[Requirement]:
Retype the entries below without any change.

Collected data:
+++

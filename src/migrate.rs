use anyhow::Result;

use crate::config::Config;
use crate::db;

pub async fn run_migrations(config: &Config) -> Result<()> {
    let pool = db::connect(&config.db).await?;

    sqlx::query(
        r#"
        CREATE TABLE IF NOT EXISTS products (
            id TEXT PRIMARY KEY,
            category_id TEXT NOT NULL,
            name TEXT NOT NULL,
            brand TEXT,
            attributes_json TEXT NOT NULL DEFAULT '{}',
            updated_at INTEGER NOT NULL
        )
        "#,
    )
    .execute(&pool)
    .await?;

    sqlx::query(
        r#"
        CREATE TABLE IF NOT EXISTS variants (
            id TEXT NOT NULL,
            product_id TEXT NOT NULL,
            attributes_json TEXT NOT NULL DEFAULT '{}',
            PRIMARY KEY (product_id, id),
            FOREIGN KEY (product_id) REFERENCES products(id)
        )
        "#,
    )
    .execute(&pool)
    .await?;

    // variant_id is '' for offers attached to the product itself.
    sqlx::query(
        r#"
        CREATE TABLE IF NOT EXISTS offers (
            id TEXT NOT NULL,
            product_id TEXT NOT NULL,
            variant_id TEXT NOT NULL DEFAULT '',
            retailer_id TEXT NOT NULL,
            price REAL NOT NULL,
            shipping REAL,
            original_price REAL,
            in_stock INTEGER NOT NULL DEFAULT 1,
            updated_at INTEGER NOT NULL,
            PRIMARY KEY (product_id, variant_id, id),
            FOREIGN KEY (product_id) REFERENCES products(id)
        )
        "#,
    )
    .execute(&pool)
    .await?;

    sqlx::query("CREATE INDEX IF NOT EXISTS idx_products_category ON products(category_id)")
        .execute(&pool)
        .await?;

    sqlx::query("CREATE INDEX IF NOT EXISTS idx_offers_product ON offers(product_id, variant_id)")
        .execute(&pool)
        .await?;

    pool.close().await;
    Ok(())
}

+++

[Exercise output]:
filename src/migrate.rs
use anyhow::Result;

use crate::config::Config;
use crate::db;

pub async fn run_migrations(config: &Config) -> Result<()> {
    let pool = db::connect(&config.db).await?;

    sqlx::query(
        r#"
        CREATE TABLE IF NOT EXISTS products (
            id TEXT PRIMARY KEY,
            category_id TEXT NOT NULL,
            name TEXT NOT NULL,
            brand TEXT,
            attributes_json TEXT NOT NULL DEFAULT '{}',
            updated_at INTEGER NOT NULL
        )
        "#,
    )
    .execute(&pool)
    .await?;

    sqlx::query(
        r#"
        CREATE TABLE IF NOT EXISTS variants (
            id TEXT NOT NULL,
            product_id TEXT NOT NULL,
            attributes_json TEXT NOT NULL DEFAULT '{}',
            PRIMARY KEY (product_id, id),
            FOREIGN KEY (product_id) REFERENCES products(id)
        )
        "#,
    )
    .execute(&pool)
    .await?;

    // variant_id is '' for offers attached to the product itself.
    sqlx::query(
        r#"
        CREATE TABLE IF NOT EXISTS offers (
            id TEXT NOT NULL,
            product_id TEXT NOT NULL,
            variant_id TEXT NOT NULL DEFAULT '',
            retailer_id TEXT NOT NULL,
            price REAL NOT NULL,
            shipping REAL,
            original_price REAL,
            in_stock INTEGER NOT NULL DEFAULT 1,
            updated_at INTEGER NOT NULL,
            PRIMARY KEY (product_id, variant_id, id),
            FOREIGN KEY (product_id) REFERENCES products(id)
        )
        "#,
    )
    .execute(&pool)
    .await?;

    sqlx::query("CREATE INDEX IF NOT EXISTS idx_products_category ON products(category_id)")
        .execute(&pool)
        .await?;

    sqlx::query("CREATE INDEX IF NOT EXISTS idx_offers_product ON offers(product_id, variant_id)")
        .execute(&pool)
        .await?;

    pool.close().await;
    Ok(())
}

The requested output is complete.